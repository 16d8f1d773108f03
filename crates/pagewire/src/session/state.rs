//! Per-session state: sequencing, the two request slots, widgets, and
//! session attributes.

use std::sync::{Arc, Mutex, MutexGuard};

use chrono::{DateTime, Duration, Utc};
use dashmap::DashMap;
use serde::Serialize;
use tokio::sync::Notify;
use tracing::debug;

use crate::error::DispatchError;
use crate::request::{NavigationContext, OperationsContext, RequestKind};
use crate::widget::WidgetHandle;

/// Fields guarded by the session lock.
struct SessionInner {
    current_seq: u64,
    last_activity_at: DateTime<Utc>,
    /// Set once by eviction or shutdown. A closed session admits nothing.
    closed: bool,
    navigation: Option<Arc<NavigationContext>>,
    operations: Option<Arc<OperationsContext>>,
}

/// State of one client session.
///
/// Admission, installation, and slot clearing happen under one
/// `std::sync::Mutex` that is never held across `.await`. Waiters for a
/// slot to empty are woken through a `Notify`.
pub struct SessionState {
    session_id: String,
    app_name: Option<String>,
    created_at: DateTime<Utc>,
    inner: Mutex<SessionInner>,
    finished: Notify,
    widgets: DashMap<String, WidgetHandle>,
    attributes: DashMap<String, serde_json::Value>,
}

/// Point-in-time view of a session for listings.
#[derive(Debug, Clone, Serialize)]
pub struct SessionMetadata {
    pub session_id: String,
    #[serde(skip_serializing_if = "Option::is_none")]
    pub app_name: Option<String>,
    pub created_at: DateTime<Utc>,
    pub last_activity_at: DateTime<Utc>,
    pub current_seq: u64,
    pub widgets: usize,
    pub operations_in_flight: bool,
    pub navigation_in_flight: bool,
}

impl SessionState {
    pub fn new(session_id: String, app_name: Option<String>) -> Self {
        let now = Utc::now();
        Self {
            session_id,
            app_name: app_name.filter(|name| !name.trim().is_empty()),
            created_at: now,
            inner: Mutex::new(SessionInner {
                current_seq: 0,
                last_activity_at: now,
                closed: false,
                navigation: None,
                operations: None,
            }),
            finished: Notify::new(),
            widgets: DashMap::new(),
            attributes: DashMap::new(),
        }
    }

    // ------------------------------------------------------------------------
    // Accessors
    // ------------------------------------------------------------------------

    pub fn session_id(&self) -> &str {
        &self.session_id
    }

    pub fn app_name(&self) -> Option<&str> {
        self.app_name.as_deref()
    }

    pub fn created_at(&self) -> DateTime<Utc> {
        self.created_at
    }

    pub fn last_activity_at(&self) -> DateTime<Utc> {
        self.lock().last_activity_at
    }

    pub fn current_seq(&self) -> u64 {
        self.lock().current_seq
    }

    pub fn is_closed(&self) -> bool {
        self.lock().closed
    }

    pub fn current_operations(&self) -> Option<Arc<OperationsContext>> {
        self.lock().operations.clone()
    }

    pub fn current_navigation(&self) -> Option<Arc<NavigationContext>> {
        self.lock().navigation.clone()
    }

    pub fn metadata(&self) -> SessionMetadata {
        let inner = self.lock();
        SessionMetadata {
            session_id: self.session_id.clone(),
            app_name: self.app_name.clone(),
            created_at: self.created_at,
            last_activity_at: inner.last_activity_at,
            current_seq: inner.current_seq,
            widgets: self.widgets.len(),
            operations_in_flight: inner.operations.is_some(),
            navigation_in_flight: inner.navigation.is_some(),
        }
    }

    // ========================================================================
    // Admission & Supersession
    // ========================================================================

    /// Admit `ctx` and install it, cancelling the operations context it
    /// supersedes. Rejected requests mutate nothing.
    pub(crate) fn admit_operations(&self, ctx: &Arc<OperationsContext>) -> Result<(), DispatchError> {
        let mut inner = self.lock();
        self.admit(&mut inner, RequestKind::Operations, ctx.seq())?;

        if let Some(previous) = inner.operations.replace(ctx.clone()) {
            debug!(
                session_id = %self.session_id,
                superseded_seq = previous.seq(),
                seq = ctx.seq(),
                "Superseding operations request"
            );
            previous.cancel();
        }
        Ok(())
    }

    /// Admit `ctx` and install it, cancelling the navigation context it
    /// supersedes. Rejected requests mutate nothing.
    pub(crate) fn admit_navigation(&self, ctx: &Arc<NavigationContext>) -> Result<(), DispatchError> {
        let mut inner = self.lock();
        self.admit(&mut inner, RequestKind::Navigation, ctx.seq())?;

        if let Some(previous) = inner.navigation.replace(ctx.clone()) {
            debug!(
                session_id = %self.session_id,
                superseded_seq = previous.seq(),
                seq = ctx.seq(),
                "Superseding navigation request"
            );
            previous.cancel();
        }
        Ok(())
    }

    /// Navigation needs a strictly newer seq; operations accept an equal one.
    fn admit(&self, inner: &mut SessionInner, kind: RequestKind, seq: u64) -> Result<(), DispatchError> {
        if inner.closed {
            return Err(DispatchError::SessionClosed(self.session_id.clone()));
        }

        let stale = match kind {
            RequestKind::Navigation => seq <= inner.current_seq,
            RequestKind::Operations => seq < inner.current_seq,
        };
        if stale {
            debug!(
                session_id = %self.session_id,
                seq,
                current = inner.current_seq,
                kind = %kind,
                "Rejecting stale request"
            );
            return Err(DispatchError::Stale {
                session_id: self.session_id.clone(),
                seq,
                current: inner.current_seq,
            });
        }

        inner.current_seq = seq;
        inner.last_activity_at = Utc::now();
        Ok(())
    }

    // ------------------------------------------------------------------------
    // Completion
    // ------------------------------------------------------------------------

    /// Clear the operations slot if it still holds `ctx`, then wake waiters.
    pub(crate) fn signal_operations_finished(&self, ctx: &Arc<OperationsContext>) {
        {
            let mut inner = self.lock();
            if inner.operations.as_ref().is_some_and(|c| Arc::ptr_eq(c, ctx)) {
                inner.operations = None;
            }
        }
        self.finished.notify_waiters();
    }

    /// Clear the navigation slot if it still holds `ctx`, then wake waiters.
    pub(crate) fn signal_navigation_finished(&self, ctx: &Arc<NavigationContext>) {
        {
            let mut inner = self.lock();
            if inner.navigation.as_ref().is_some_and(|c| Arc::ptr_eq(c, ctx)) {
                inner.navigation = None;
            }
        }
        self.finished.notify_waiters();
    }

    /// Wait until no operations context is installed. A successor installed
    /// in the meantime is waited for too.
    pub async fn await_operations_finished(&self) {
        self.await_slot_empty(|inner| inner.operations.is_none()).await;
    }

    /// Wait until no navigation context is installed.
    pub async fn await_navigation_finished(&self) {
        self.await_slot_empty(|inner| inner.navigation.is_none()).await;
    }

    async fn await_slot_empty(&self, is_empty: impl Fn(&SessionInner) -> bool) {
        loop {
            // Register before checking so a signal in between is not lost.
            let notified = self.finished.notified();
            tokio::pin!(notified);
            notified.as_mut().enable();

            let empty = is_empty(&self.lock());
            if empty {
                return;
            }
            notified.await;
        }
    }

    // ========================================================================
    // Eviction & Shutdown
    // ========================================================================

    /// Mark the session closed if it has been idle for `timeout` and has no
    /// request in flight. Returns whether it was closed.
    pub(crate) fn close_if_idle(&self, timeout: Duration, now: DateTime<Utc>) -> bool {
        let mut inner = self.lock();
        if inner.closed || inner.operations.is_some() || inner.navigation.is_some() {
            return false;
        }
        if now - inner.last_activity_at < timeout {
            return false;
        }
        inner.closed = true;
        true
    }

    /// Close the session: cancel outstanding contexts, then drop widgets and
    /// attributes. Idempotent.
    pub(crate) fn close(&self) {
        let (operations, navigation) = {
            let mut inner = self.lock();
            inner.closed = true;
            (inner.operations.take(), inner.navigation.take())
        };

        if let Some(ctx) = operations {
            ctx.cancel();
        }
        if let Some(ctx) = navigation {
            ctx.cancel();
        }
        self.finished.notify_waiters();
        self.widgets.clear();
        self.attributes.clear();
    }

    // ========================================================================
    // Widgets
    // ========================================================================

    pub fn register_widget(&self, widget: WidgetHandle) {
        self.widgets.insert(widget.key().to_string(), widget);
    }

    pub fn widget(&self, key: &str) -> Option<WidgetHandle> {
        self.widgets.get(key).map(|entry| entry.value().clone())
    }

    pub fn widget_count(&self) -> usize {
        self.widgets.len()
    }

    /// Clear the `changed` flag of every registered widget.
    pub fn reset_widgets_changed(&self) {
        for entry in self.widgets.iter() {
            entry.value().lock().reset_changed();
        }
    }

    /// Clear `changed` flags after `ctx` delivered its `End`, unless a newer
    /// operations request has been installed since. Returns whether flags
    /// were cleared.
    pub(crate) fn reset_widgets_changed_after(&self, ctx: &Arc<OperationsContext>) -> bool {
        // Held across the reset so a successor cannot apply actions in between.
        let inner = self.lock();
        if !inner.operations.as_ref().is_some_and(|c| Arc::ptr_eq(c, ctx)) {
            return false;
        }
        self.reset_widgets_changed();
        true
    }

    // ========================================================================
    // Attributes
    // ========================================================================

    pub fn attribute(&self, name: &str) -> Option<serde_json::Value> {
        self.attributes.get(name).map(|entry| entry.value().clone())
    }

    pub fn set_attribute(
        &self,
        name: impl Into<String>,
        value: serde_json::Value,
    ) -> Option<serde_json::Value> {
        self.attributes.insert(name.into(), value)
    }

    pub fn remove_attribute(&self, name: &str) -> Option<serde_json::Value> {
        self.attributes.remove(name).map(|(_, value)| value)
    }

    fn lock(&self) -> MutexGuard<'_, SessionInner> {
        self.inner.lock().unwrap_or_else(|poisoned| poisoned.into_inner())
    }
}

impl std::fmt::Debug for SessionState {
    fn fmt(&self, f: &mut std::fmt::Formatter<'_>) -> std::fmt::Result {
        f.debug_struct("SessionState")
            .field("session_id", &self.session_id)
            .field("app_name", &self.app_name)
            .field("current_seq", &self.current_seq())
            .finish_non_exhaustive()
    }
}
+--
### YOUR OBJECTIVE
Starting with the line that holds "fn lock(&self) ->", copy each remaining line of the listing above exactly, through the last one.

### THE ANSWER
    fn lock(&self) -> MutexGuard<'_, SessionInner> {
        self.inner.lock().unwrap_or_else(|poisoned| poisoned.into_inner())
    }
}

impl std::fmt::Debug for SessionState {
    fn fmt(&self, f: &mut std::fmt::Formatter<'_>) -> std::fmt::Result {
        f.debug_struct("SessionState")
            .field("session_id", &self.session_id)
            .field("app_name", &self.app_name)
            .field("current_seq", &self.current_seq())
            .finish_non_exhaustive()
    }
}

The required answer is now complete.